Organic Molecules: Nature's Building Blocks and Drug Design

Organic molecules – proteins, carbohydrates, fats, etc – are the basic construction materials for all life forms.  Organic chemists spend their careers making, breaking, analyzing, and thinking about them.  We will introduce how chemists interact with nature's building blocks in the lab, with molecular models, and on paper, to show how chemistry is applied to solve real-world problems in the fields of pharmaceuticals, energy, and materials science. An emphasis will be placed the importance of the three-dimensional shape of molecules and how this property influences biological activity and the ability to treat diseases. We will discuss the organic chemistry of pharmaceutical molecules and specific drug-protein interactions that help us understand their mechanisms of action. Labs will involve chemical synthesis, renewable chemistry, and the application of computer modeling techniques to the design of new medicinal compounds.

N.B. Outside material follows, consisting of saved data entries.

//! Timestamp utilities
//!
//! Show start times are stored as fixed-width UTC text (`YYYY-MM-DDTHH:MM:SSZ`),
//! so a bound "now" in the same encoding compares correctly with plain SQL
//! string comparison.

use chrono::{DateTime, Datelike, NaiveDateTime, Utc};
use std::ops::RangeInclusive;

use crate::{Error, Result};

/// Storage and ISO-8601 display encoding
const CANONICAL_FORMAT: &str = "%Y-%m-%dT%H:%M:%SZ";

/// Naive layouts accepted from forms, interpreted as UTC
const NAIVE_FORM_FORMATS: &[&str] = &[
    "%Y-%m-%d %H:%M:%S",
    "%Y-%m-%d %H:%M",
    "%Y-%m-%dT%H:%M:%S",
    "%Y-%m-%dT%H:%M",
];

/// Get current UTC timestamp
pub fn now() -> DateTime<Utc> {
    Utc::now()
}

/// Encode a timestamp in the canonical form (sub-second precision is dropped)
pub fn encode_timestamp(dt: &DateTime<Utc>) -> String {
    dt.format(CANONICAL_FORMAT).to_string()
}

/// Decode a timestamp previously written by [`encode_timestamp`]
pub fn decode_timestamp(value: &str) -> Result<DateTime<Utc>> {
    DateTime::parse_from_rfc3339(value)
        .map(|dt| dt.with_timezone(&Utc))
        .map_err(|e| Error::InvalidInput(format!("Malformed timestamp {:?}: {}", value, e)))
}

/// Years the canonical encoding can hold as fixed-width, RFC 3339 text
const STORABLE_YEARS: RangeInclusive<i32> = 1..=9999;

/// Parse a user-supplied start time
///
/// Accepts RFC 3339 (any offset) and the naive layouts produced by text inputs
/// and `datetime-local` inputs. Returns `None` when nothing matches or when
/// the year falls outside 1..=9999 (chrono's `%Y` also takes signed and
/// five-digit years, which would not decode once stored).
pub fn parse_form_timestamp(input: &str) -> Option<DateTime<Utc>> {
    let input = input.trim();
    if input.is_empty() {
        return None;
    }

    let parsed = match DateTime::parse_from_rfc3339(input) {
        Ok(dt) => Some(dt.with_timezone(&Utc)),
        Err(_) => NAIVE_FORM_FORMATS
            .iter()
            .find_map(|layout| NaiveDateTime::parse_from_str(input, layout).ok())
            .map(|naive| naive.and_utc()),
    };

    parsed.filter(|dt| STORABLE_YEARS.contains(&dt.year()))
}

/// Human-readable layouts for show times
#[derive(Debug, Clone, Copy, PartialEq, Eq)]
pub enum DisplayFormat {
    /// `Tuesday May 21, 2019 at 9:30PM`
    Full,
    /// `Tue 05, 21, 2019 9:30PM`
    Medium,
}

/// Format a timestamp for display
pub fn format_datetime(dt: &DateTime<Utc>, format: DisplayFormat) -> String {
    let layout = match format {
        DisplayFormat::Full => "%A %B %-d, %Y at %-I:%M%p",
        DisplayFormat::Medium => "%a %m, %d, %Y %-I:%M%p",
    };
    dt.format(layout).to_string()
}
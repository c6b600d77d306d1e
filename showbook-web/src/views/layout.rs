//! Page shell and HTML helpers

/// Escape text for HTML element content and quoted attribute values
pub fn escape(text: &str) -> String {
    let mut out = String::with_capacity(text.len());
    for c in text.chars() {
        match c {
            '&' => out.push_str("&amp;"),
            '<' => out.push_str("&lt;"),
            '>' => out.push_str("&gt;"),
            '"' => out.push_str("&quot;"),
            '\'' => out.push_str("&#39;"),
            _ => out.push(c),
        }
    }
    out
}

/// Wrap page content in the site shell
///
/// `notice` is the one-shot flash message shown after a successful create.
pub fn page(title: &str, notice: Option<&str>, body: &str) -> String {
    let notice = notice
        .map(|message| format!(r#"<div class="notice">{}</div>"#, escape(message)))
        .unwrap_or_default();

    format!(
        r#"<!DOCTYPE html>
<html lang="en">
<head>
<meta charset="utf-8">
<meta name="viewport" content="width=device-width, initial-scale=1">
<title>{title} | Showbook</title>
<link rel="stylesheet" href="/static/app.css">
</head>
<body>
<nav class="topnav">
  <a class="brand" href="/">Showbook</a>
  <a href="/venues">Venues</a>
  <a href="/artists">Artists</a>
  <a href="/shows">Shows</a>
  <span class="spacer"></span>
  <a href="/venues/create">Post a venue</a>
  <a href="/artists/create">Post an artist</a>
  <a href="/shows/create">Post a show</a>
</nav>
<main>
{notice}
{body}
</main>
<script src="/static/app.js"></script>
</body>
</html>
"#,
        title = escape(title),
        notice = notice,
        body = body,
    )
}

/// Image tag, or nothing when no link is stored
pub fn image(link: Option<&str>, alt: &str) -> String {
    match link {
        Some(link) if !link.is_empty() => format!(
            r#"<img src="{}" alt="{}">"#,
            escape(link),
            escape(alt)
        ),
        _ => String::new(),
    }
}
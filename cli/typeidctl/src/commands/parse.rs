//! Parse command.

use anyhow::Result;
use clap::Args;
use serde::Serialize;
use tabled::Tabled;
use typeid::TypeId;

use crate::error::CliError;
use crate::output::{print_failure, print_output};

use super::CommandContext;

/// Decode identifiers into their parts.
#[derive(Debug, Args)]
pub struct ParseCommand {
    /// Identifiers to decode.
    #[arg(required = true)]
    inputs: Vec<String>,
}

/// One decoded identifier.
#[derive(Debug, Clone, Serialize, Tabled)]
struct ParsedRow {
    #[tabled(rename = "TYPEID")]
    typeid: String,
    #[tabled(rename = "PREFIX")]
    prefix: String,
    #[tabled(rename = "UUID")]
    uuid: String,
    #[tabled(rename = "VERSION")]
    version: usize,
    #[tabled(rename = "TIMESTAMP_MS", display = "display_timestamp")]
    timestamp_ms: Option<u64>,
}

fn display_timestamp(ts: &Option<u64>) -> String {
    ts.map(|ms| ms.to_string()).unwrap_or_else(|| "-".to_string())
}

impl From<&TypeId> for ParsedRow {
    fn from(id: &TypeId) -> Self {
        Self {
            typeid: id.to_string(),
            prefix: id.prefix().to_string(),
            uuid: id.uuid().to_string(),
            version: id.uuid().get_version_num(),
            timestamp_ms: id.timestamp_ms(),
        }
    }
}

impl ParseCommand {
    pub fn run(self, ctx: &CommandContext) -> Result<()> {
        let total = self.inputs.len();
        let mut rows = Vec::with_capacity(total);
        let mut failed = 0;

        for input in &self.inputs {
            TypeId::parse_with(
                input,
                |id| rows.push(ParsedRow::from(&id)),
                |message| {
                    failed += 1;
                    print_failure(input, message);
                },
            );
        }

        print_output(&rows, ctx.format);

        if failed > 0 {
            return Err(CliError::SomeInvalid {
                count: failed,
                total,
            }
            .into());
        }

        Ok(())
    }
}

#[cfg(test)]
mod tests {
    use super::*;

    #[test]
    fn test_row_from_v7_id() {
        let id = TypeId::parse("theprefix_01h455vb4pex5vsknk084sn02q").unwrap();
        let row = ParsedRow::from(&id);
        assert_eq!(row.prefix, "theprefix");
        assert_eq!(row.uuid, "01890a5d-ac96-774b-bcce-b302099a8057");
        assert_eq!(row.version, 7);
        assert_eq!(row.timestamp_ms, Some(1_688_096_058_518));
    }

    #[test]
    fn test_row_table_columns() {
        let headers: Vec<String> = ParsedRow::headers()
            .into_iter()
            .map(|h| h.into_owned())
            .collect();
        assert_eq!(
            headers,
            ["TYPEID", "PREFIX", "UUID", "VERSION", "TIMESTAMP_MS"]
        );

        let id = TypeId::parse("00000000000000000000000000").unwrap();
        let row = ParsedRow::from(&id);
        let fields = row.fields();
        assert_eq!(fields.len(), 5);
        assert_eq!(fields[3], "0");
        assert_eq!(fields[4], "-");
    }

    #[test]
    fn test_row_without_timestamp() {
        let id = TypeId::parse("00000000000000000000000000").unwrap();
        let row = ParsedRow::from(&id);
        assert_eq!(row.timestamp_ms, None);
        assert_eq!(display_timestamp(&row.timestamp_ms), "-");
    }
}
//! Error types for identifier parsing and validation.

use thiserror::Error;

/// Errors that can occur when parsing or constructing a [`TypeId`](crate::TypeId).
///
/// Every variant renders a fixed message; the wording is stable and can be
/// matched by callers that only see the text.
#[derive(Debug, Error, Clone, Copy, PartialEq, Eq, Hash)]
pub enum TypeIdError {
    /// The input is absent or the empty string.
    #[error("{}", null_or_empty_message(.absent))]
    NullOrEmptyInput {
        /// `true` when there was no input at all.
        absent: bool,
    },

    /// The input starts with the separator, i.e. an empty prefix followed by `_`.
    #[error("empty prefix must not contain separator")]
    EmptyPrefixWithSeparator,

    /// The suffix is not exactly 26 characters long.
    #[error("illegal length, must be 26")]
    SuffixLengthInvalid,

    /// The first suffix character would overflow 128 bits.
    #[error("illegal leftmost suffix character, must be one of [0-7]")]
    SuffixLeadingBitsOverflow,

    /// The suffix contains a character outside the base32 alphabet.
    #[error("illegal character in suffix, must be one of [0123456789abcdefghjkmnpqrstvwxyz]")]
    SuffixCharacterInvalid,

    /// The prefix is longer than 63 characters.
    #[error("illegal length, must not exceed 63")]
    PrefixLengthInvalid,

    /// The prefix contains something other than lowercase ASCII letters and `_`.
    #[error("illegal character in prefix, must be one of [a-z_]")]
    PrefixCharacterInvalid,

    /// The prefix starts or ends with `_`.
    #[error("prefix must not start or end with separator")]
    PrefixBoundarySeparator,
}

fn null_or_empty_message(absent: &bool) -> &'static str {
    if *absent {
        "must not be null or empty"
    } else {
        "must not be empty"
    }
}

impl TypeIdError {
    /// Returns the literal message for this error.
    pub fn message(&self) -> &'static str {
        match self {
            TypeIdError::NullOrEmptyInput { absent } => null_or_empty_message(absent),
            TypeIdError::EmptyPrefixWithSeparator => "empty prefix must not contain separator",
            TypeIdError::SuffixLengthInvalid => "illegal length, must be 26",
            TypeIdError::SuffixLeadingBitsOverflow => {
                "illegal leftmost suffix character, must be one of [0-7]"
            }
            TypeIdError::SuffixCharacterInvalid => {
                "illegal character in suffix, must be one of [0123456789abcdefghjkmnpqrstvwxyz]"
            }
            TypeIdError::PrefixLengthInvalid => "illegal length, must not exceed 63",
            TypeIdError::PrefixCharacterInvalid => {
                "illegal character in prefix, must be one of [a-z_]"
            }
            TypeIdError::PrefixBoundarySeparator => "prefix must not start or end with separator",
        }
    }

    /// Returns true if this error is about the prefix.
    ///
    /// These are the only errors construction (`new`, `generate`) can return.
    pub fn is_prefix_error(&self) -> bool {
        matches!(
            self,
            TypeIdError::PrefixLengthInvalid
                | TypeIdError::PrefixCharacterInvalid
                | TypeIdError::PrefixBoundarySeparator
        )
    }

    /// Returns true if this error is about the 26-character suffix.
    pub fn is_suffix_error(&self) -> bool {
        matches!(
            self,
            TypeIdError::SuffixLengthInvalid
                | TypeIdError::SuffixLeadingBitsOverflow
                | TypeIdError::SuffixCharacterInvalid
        )
    }

    /// Short, stable name of the error kind, used for structured logs.
    pub fn kind(&self) -> &'static str {
        match self {
            TypeIdError::NullOrEmptyInput { .. } => "null_or_empty_input",
            TypeIdError::EmptyPrefixWithSeparator => "empty_prefix_with_separator",
            TypeIdError::SuffixLengthInvalid => "suffix_length_invalid",
            TypeIdError::SuffixLeadingBitsOverflow => "suffix_leading_bits_overflow",
            TypeIdError::SuffixCharacterInvalid => "suffix_character_invalid",
            TypeIdError::PrefixLengthInvalid => "prefix_length_invalid",
            TypeIdError::PrefixCharacterInvalid => "prefix_character_invalid",
            TypeIdError::PrefixBoundarySeparator => "prefix_boundary_separator",
        }
    }
}

/// Errors for identifier types with a fixed prefix (see [`define_typeid!`](crate::define_typeid)).
#[derive(Debug, Error, Clone, PartialEq, Eq)]
pub enum TypedIdError {
    /// The text is not a valid identifier at all.
    #[error(transparent)]
    Invalid(#[from] TypeIdError),

    /// The identifier is valid but carries another prefix.
    #[error("prefix mismatch: expected '{expected}', got '{actual}'")]
    PrefixMismatch {
        expected: &'static str,
        actual: String,
    },
}

#[cfg(test)]
mod tests {
    use super::*;

    const ALL: [TypeIdError; 9] = [
        TypeIdError::NullOrEmptyInput { absent: true },
        TypeIdError::NullOrEmptyInput { absent: false },
        TypeIdError::EmptyPrefixWithSeparator,
        TypeIdError::SuffixLengthInvalid,
        TypeIdError::SuffixLeadingBitsOverflow,
        TypeIdError::SuffixCharacterInvalid,
        TypeIdError::PrefixLengthInvalid,
        TypeIdError::PrefixCharacterInvalid,
        TypeIdError::PrefixBoundarySeparator,
    ];

    #[test]
    fn test_display_matches_message() {
        for err in ALL {
            assert_eq!(err.to_string(), err.message());
        }
    }

    #[test]
    fn test_null_and_empty_messages_differ() {
        assert_eq!(
            TypeIdError::NullOrEmptyInput { absent: true }.message(),
            "must not be null or empty"
        );
        assert_eq!(
            TypeIdError::NullOrEmptyInput { absent: false }.message(),
            "must not be empty"
        );
    }

    #[test]
    fn test_classification() {
        let prefix = ALL.iter().filter(|e| e.is_prefix_error()).count();
        let suffix = ALL.iter().filter(|e| e.is_suffix_error()).count();
        assert_eq!(prefix, 3);
        assert_eq!(suffix, 3);
        assert!(ALL.iter().all(|e| !(e.is_prefix_error() && e.is_suffix_error())));
    }

    #[test]
    fn test_typed_error_is_transparent() {
        let err = TypedIdError::from(TypeIdError::SuffixLengthInvalid);
        assert_eq!(err.to_string(), "illegal length, must be 26");
    }
}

What are organi materials and how are they used in our everyday lives?

Among many organic materials around us are dyes, pigments, including complex molecules that are used in cell phone displays, liquid crystals found in LED LCD TV sets, and a variety of polymers. Polymers (from Greek poly- "many" and -mer, "parts") are large molecules, or macromolecules, composed of many repeating subunits, or monomers. Many things we buy, eat, wear, consume, and discard are made of polymers. Our bodies are also mostly made of polymers: bones, muscles, DNA, skin, hair, to name just a few. In this course, we will discuss most common structures of organic materials, their synthesis, properties and applications. We will study the relationships between molecular structure and properties. Finally, we will cover typical applications of organic molecules and polymers in sustainable energy generation, energy storage, and consumer electronics. Labs will involve synthesis of different dyes and polymers and characterization of their properties. We will also make solar cells using naturally occurring organic dyes.


Energy Materials for a Better World

Our economy, in its current form, is not sustainable. We burn fossil fuels to drive cars, run factories, heat or cool houses. But sooner or later, fossil fuel supplies will run out and new energy sources need to be promptly explored. We will cover the fundamental principles of materials for sustainable energy harvesting, storage and transformation: thermoelectrics, Li-batteries, photocatalysts. Current challenges in materials synthesis and performance optimization will also be discussed. Labs will involve synthesis of semiconducting materials and characterization of their properties.